The poll was conducted in 25 counties from Texas to Florida over eight months before and after the spill. After the spill, 25.6 percent more depression diagnoses were reported than before, but the study stopped short of tying the increase directly to the oil crisis. Lingering effects from Hurricane Katrina and the recession may also be contributing factors, experts say.
Besides depression, mental health agencies say coastal residents are reporting anxiety, anger, sleeplessness, substance abuse and domestic violence, the AP said.
FTC Puts Squeeze on Pomegranate Juice Maker
Claims that a pricey pomegranate juice helps reduce the risk of heart disease, prostate cancer and impotence are coming under fire from the U.S. Federal Trade Commission.
The regulatory agency on Monday charged juice maker Pom Wonderful and the company's owners, philanthropists Lynda and Stewart Resnick, with making false and unsubstantiated claims about their pomegranate elixir, according to The New York Times.

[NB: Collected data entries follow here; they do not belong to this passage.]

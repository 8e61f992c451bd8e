use std::fs;
use std::path::{Path, PathBuf};

use ambient_core::Catalog;

/// Failures of a CLI command.
#[derive(Debug, thiserror::Error)]
pub enum CliError {
    #[error("failed to read catalog '{}': {source}", .path.display())]
    CatalogRead {
        path: PathBuf,
        source: std::io::Error,
    },

    #[error("invalid catalog '{}': {source}", .path.display())]
    CatalogFormat {
        path: PathBuf,
        source: serde_json::Error,
    },

    #[error("--post-process command cannot be empty")]
    EmptyPostProcess,

    #[error("failed to serialize output: {0}")]
    Json(#[from] serde_json::Error),

    #[error(transparent)]
    Generate(#[from] ambient_lib::Error),
}

/// The built-in TypeScript catalog, or the one derived from a `[name, file]` JSON table.
pub fn load_catalog(path: Option<&Path>) -> Result<Catalog, CliError> {
    let Some(path) = path else {
        return Ok(Catalog::typescript());
    };

    let json = fs::read_to_string(path).map_err(|source| CliError::CatalogRead {
        path: path.to_path_buf(),
        source,
    })?;
    Catalog::from_json(&json).map_err(|source| CliError::CatalogFormat {
        path: path.to_path_buf(),
        source,
    })
}

/// Reports `err` on stderr and exits with status 1.
///
/// Syntax errors are shown with their source snippet before the summary line.
pub fn exit_with(err: CliError, color: bool) -> ! {
    if let CliError::Generate(ambient_lib::Error::Parse(failure)) = &err {
        eprintln!("{}", failure.render(color).trim_end());
        eprintln!();
    }
    eprintln!("error: {}", err);
    std::process::exit(1);
}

The FTC charges that the company ignored evidence discounting its health claims. The agency wants the company to discontinue any medical claims until those statements are backed up by the U.S. Food and Drug Administration.
The Resnicks, who are suing the commission, claim the FTC is violating Pom Wonderful's First Amendment rights and overstepping its authority, the Times reported.
"We stand behind the vast body of scientific research documenting the healthy properties of Wonderful variety pomegranate," the company said in a statement released Monday.
Segway Executive Dies While Riding Upright Scooter
A British executive who owned the company that makes the upright scooter known as the Segway died this weekend after he apparently rode an all-terrain version of the vehicle off a cliff and into a river in west Yorkshire.
The death of Jimi Heselden, 62, came on the heels of a study published last week in the Annals of Emergency Medicine that questioned the safety of these popular scooters.
In that study, reported online last Friday by Consumer Affairs magazine, researchers from George Washington University looked at 44 patients who came to the emergency department with injuries sustained while riding the Segway.
Only 7 percent of the patients had worn helmets, and head traumas were common. The incidence of Segway injuries has been increasing steadily, the researchers added.
"All of the injuries were sustained by riders simply falling off, mostly from striking an inanimate object, study author Dr. Mary Pat McKay told the magazine. "The Segway may seem cool, but there's nothing cool about a head injury. One-quarter of the patients who came to our emergency department with Segway injuries were admitted to the hospital. Forty percent of the admitted patients were admitted to the ICU because they had traumatic brain injuries."
The researchers urged the Consumer Product Safety Commission to gather injury data on the Segway to gauge the scope of the problem.
"In the meantime, all Segway riders should wear helmets and pay close attention to what is in front of and around them when riding," McKay told Consumer Affairs.